Start at the line below containing "pub fn remove(&self, name: &str, handler: &Handler)" and stop at the line containing "named.remove(name);". Repeat every line of that stretch exactly, and nothing outside it.

BEGIN EXTRACTED ENTRIES

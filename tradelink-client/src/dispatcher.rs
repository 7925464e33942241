/******************************************************************************
   Author: Joaquín Béjar García
   Email: jb@taunais.com
   Date: 27/1/26
******************************************************************************/

//! Multicast callback registry.
//!
//! Handlers are stored as identity-keyed sets: re-adding the same handler
//! reference is a no-op, and firing order across the handlers of one event
//! is unspecified; callers must not depend on any incidental ordering.
//! Firing is fail-fast: the first handler error propagates immediately and
//! remaining handlers in that fan-out may be skipped. Handlers needing
//! isolation wrap their own bodies.

use parking_lot::RwLock;
use smallvec::SmallVec;
use std::collections::HashMap;
use std::sync::Arc;
use tradelink_core::error::ClientError;
use tradelink_wire::Payload;

/// Error type handlers may return.
pub type BoxError = Box<dyn std::error::Error + Send + Sync>;

/// A registered payload handler.
///
/// Identity is the `Arc` allocation: two clones of the same `Arc` are the
/// same handler, two separately created closures are not.
pub type Handler = Arc<dyn Fn(&Payload) -> Result<(), BoxError> + Send + Sync>;

type HandlerSet = SmallVec<[Handler; 2]>;

fn same_handler(a: &Handler, b: &Handler) -> bool {
    std::ptr::eq(
        Arc::as_ptr(a).cast::<u8>(),
        Arc::as_ptr(b).cast::<u8>(),
    )
}

fn insert(set: &mut HandlerSet, handler: &Handler) -> bool {
    if set.iter().any(|existing| same_handler(existing, handler)) {
        return false;
    }
    set.push(Arc::clone(handler));
    true
}

fn remove(set: &mut HandlerSet, handler: &Handler) -> bool {
    let before = set.len();
    set.retain(|existing| !same_handler(existing, handler));
    before != set.len()
}

/// Registry mapping event names to handler sets, plus a global set invoked
/// for every payload.
///
/// All operations are internally synchronized; add, remove, and fire may be
/// called from any thread.
#[derive(Default)]
pub struct CallbackRegistry {
    named: RwLock<HashMap<String, HandlerSet>>,
    global: RwLock<HandlerSet>,
}

impl CallbackRegistry {
    /// Creates an empty registry.
    #[must_use]
    pub fn new() -> Self {
        Self::default()
    }

    /// Registers `handler` under `name`.
    ///
    /// Returns false when the same handler reference was already
    /// registered for that name.
    pub fn add(&self, name: impl Into<String>, handler: &Handler) -> bool {
        insert(self.named.write().entry(name.into()).or_default(), handler)
    }

    /// Removes `handler` from `name`. No-op if absent.
    pub fn remove(&self, name: &str, handler: &Handler) -> bool {
        let mut named = self.named.write();
        let Some(set) = named.get_mut(name) else {
            return false;
        };
        let removed = remove(set, handler);
        if set.is_empty() {
            named.remove(name);
        }
        removed
    }

    /// Registers a handler invoked for every inbound payload.
    pub fn add_global(&self, handler: &Handler) -> bool {
        insert(&mut self.global.write(), handler)
    }

    /// Removes a global handler. No-op if absent.
    pub fn remove_global(&self, handler: &Handler) -> bool {
        remove(&mut self.global.write(), handler)
    }

    /// Returns the number of handlers registered under `name`.
    #[must_use]
    pub fn len(&self, name: &str) -> usize {
        self.named.read().get(name).map_or(0, HandlerSet::len)
    }

    /// Returns the number of global handlers.
    #[must_use]
    pub fn global_len(&self) -> usize {
        self.global.read().len()
    }

    /// Returns true when no handlers are registered at all.
    #[must_use]
    pub fn is_empty(&self) -> bool {
        self.named.read().is_empty() && self.global.read().is_empty()
    }

    /// Invokes every handler registered under `name`, then every global
    /// handler, passing `payload`.
    ///
    /// Handler sets are snapshotted before invocation, so a handler may
    /// register or remove handlers without deadlocking; the changes take
    /// effect from the next fire.
    ///
    /// # Errors
    /// Propagates the first handler failure as [`ClientError::Handler`].
    /// Registry state is unaffected by handler failures.
    pub fn fire(&self, name: &str, payload: &Payload) -> Result<(), ClientError> {
        let named: HandlerSet = self
            .named
            .read()
            .get(name)
            .map(|set| set.iter().map(Arc::clone).collect())
            .unwrap_or_default();
        let global: HandlerSet = self.global.read().iter().map(Arc::clone).collect();

        for handler in named.iter().chain(global.iter()) {
            handler(payload).map_err(|source| ClientError::Handler {
                event: name.to_string(),
                source,
            })?;
        }
        Ok(())
    }
}

impl std::fmt::Debug for CallbackRegistry {
    fn fmt(&self, f: &mut std::fmt::Formatter<'_>) -> std::fmt::Result {
        f.debug_struct("CallbackRegistry")
            .field("events", &self.named.read().len())
            .field("global", &self.global.read().len())
            .finish()
    }
}

#[cfg(test)]
mod tests {
    use super::*;
    use std::sync::atomic::{AtomicUsize, Ordering};
    use tradelink_wire::{Body, Control};

    fn counting_handler(counter: Arc<AtomicUsize>) -> Handler {
        Arc::new(move |_payload| {
            counter.fetch_add(1, Ordering::SeqCst);
            Ok(())
        })
    }

    fn pong() -> Payload {
        Payload::with_body(1.into(), Body::Session(Control::Pong))
    }

    #[test]
    fn test_simple_fire() {
        let registry = CallbackRegistry::new();
        let count = Arc::new(AtomicUsize::new(0));
        let handler = counting_handler(Arc::clone(&count));

        assert!(registry.add("session.pong", &handler));
        assert_eq!(registry.len("session.pong"), 1);

        registry.fire("session.pong", &pong()).unwrap();
        assert_eq!(count.load(Ordering::SeqCst), 1);
        assert_eq!(registry.len("session.pong"), 1);
    }

    #[test]
    fn test_duplicate_add_is_noop() {
        let registry = CallbackRegistry::new();
        let count = Arc::new(AtomicUsize::new(0));
        let handler = counting_handler(Arc::clone(&count));

        assert!(registry.add("session.pong", &handler));
        assert!(!registry.add("session.pong", &handler));
        assert_eq!(registry.len("session.pong"), 1);

        registry.fire("session.pong", &pong()).unwrap();
        assert_eq!(count.load(Ordering::SeqCst), 1);
    }

    #[test]
    fn test_all_handlers_fire_exactly_once() {
        let registry = CallbackRegistry::new();
        let counters: Vec<Arc<AtomicUsize>> =
            (0..20).map(|_| Arc::new(AtomicUsize::new(0))).collect();
        let handlers: Vec<Handler> = counters
            .iter()
            .map(|c| counting_handler(Arc::clone(c)))
            .collect();

        for handler in &handlers {
            registry.add("session.pong", handler);
        }
        assert_eq!(registry.len("session.pong"), handlers.len());

        registry.fire("session.pong", &pong()).unwrap();
        for counter in &counters {
            assert_eq!(counter.load(Ordering::SeqCst), 1);
        }
    }

    #[test]
    fn test_removed_handler_never_fires() {
        let registry = CallbackRegistry::new();
        let kept_count = Arc::new(AtomicUsize::new(0));
        let removed_count = Arc::new(AtomicUsize::new(0));
        let kept = counting_handler(Arc::clone(&kept_count));
        let removed = counting_handler(Arc::clone(&removed_count));

        registry.add("session.pong", &kept);
        registry.add("session.pong", &removed);
        assert!(registry.remove("session.pong", &removed));
        assert_eq!(registry.len("session.pong"), 1);

        registry.fire("session.pong", &pong()).unwrap();
        assert_eq!(kept_count.load(Ordering::SeqCst), 1);
        assert_eq!(removed_count.load(Ordering::SeqCst), 0);
    }

    #[test]
    fn test_remove_absent_handler_is_noop() {
        let registry = CallbackRegistry::new();
        let handler = counting_handler(Arc::new(AtomicUsize::new(0)));
        assert!(!registry.remove("session.pong", &handler));
    }

    #[test]
    fn test_global_handlers_fire_for_every_event() {
        let registry = CallbackRegistry::new();
        let count = Arc::new(AtomicUsize::new(0));
        let handler = counting_handler(Arc::clone(&count));

        registry.add_global(&handler);
        assert_eq!(registry.global_len(), 1);

        registry.fire("session.pong", &pong()).unwrap();
        registry.fire("market_quotes", &pong()).unwrap();
        assert_eq!(count.load(Ordering::SeqCst), 2);
    }

    #[test]
    fn test_failing_handler_propagates_and_preserves_registry() {
        let registry = CallbackRegistry::new();
        let failing: Handler = Arc::new(|_payload| Err("handler exploded".into()));
        let count = Arc::new(AtomicUsize::new(0));
        let counting = counting_handler(Arc::clone(&count));

        registry.add("session.pong", &failing);
        registry.add("session.pong", &counting);

        let err = registry.fire("session.pong", &pong()).unwrap_err();
        assert!(matches!(err, ClientError::Handler { .. }));

        // Registry state survives the failure; remove the bad handler and
        // the rest keep firing.
        assert_eq!(registry.len("session.pong"), 2);
        registry.remove("session.pong", &failing);
        registry.fire("session.pong", &pong()).unwrap();
        assert!(count.load(Ordering::SeqCst) >= 1);
    }
}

END EXTRACTED ENTRIES

- FINISHED TASK
    pub fn remove(&self, name: &str, handler: &Handler) -> bool {
        let mut named = self.named.write();
        let Some(set) = named.get_mut(name) else {
            return false;
        };
        let removed = remove(set, handler);
        if set.is_empty() {
            named.remove(name);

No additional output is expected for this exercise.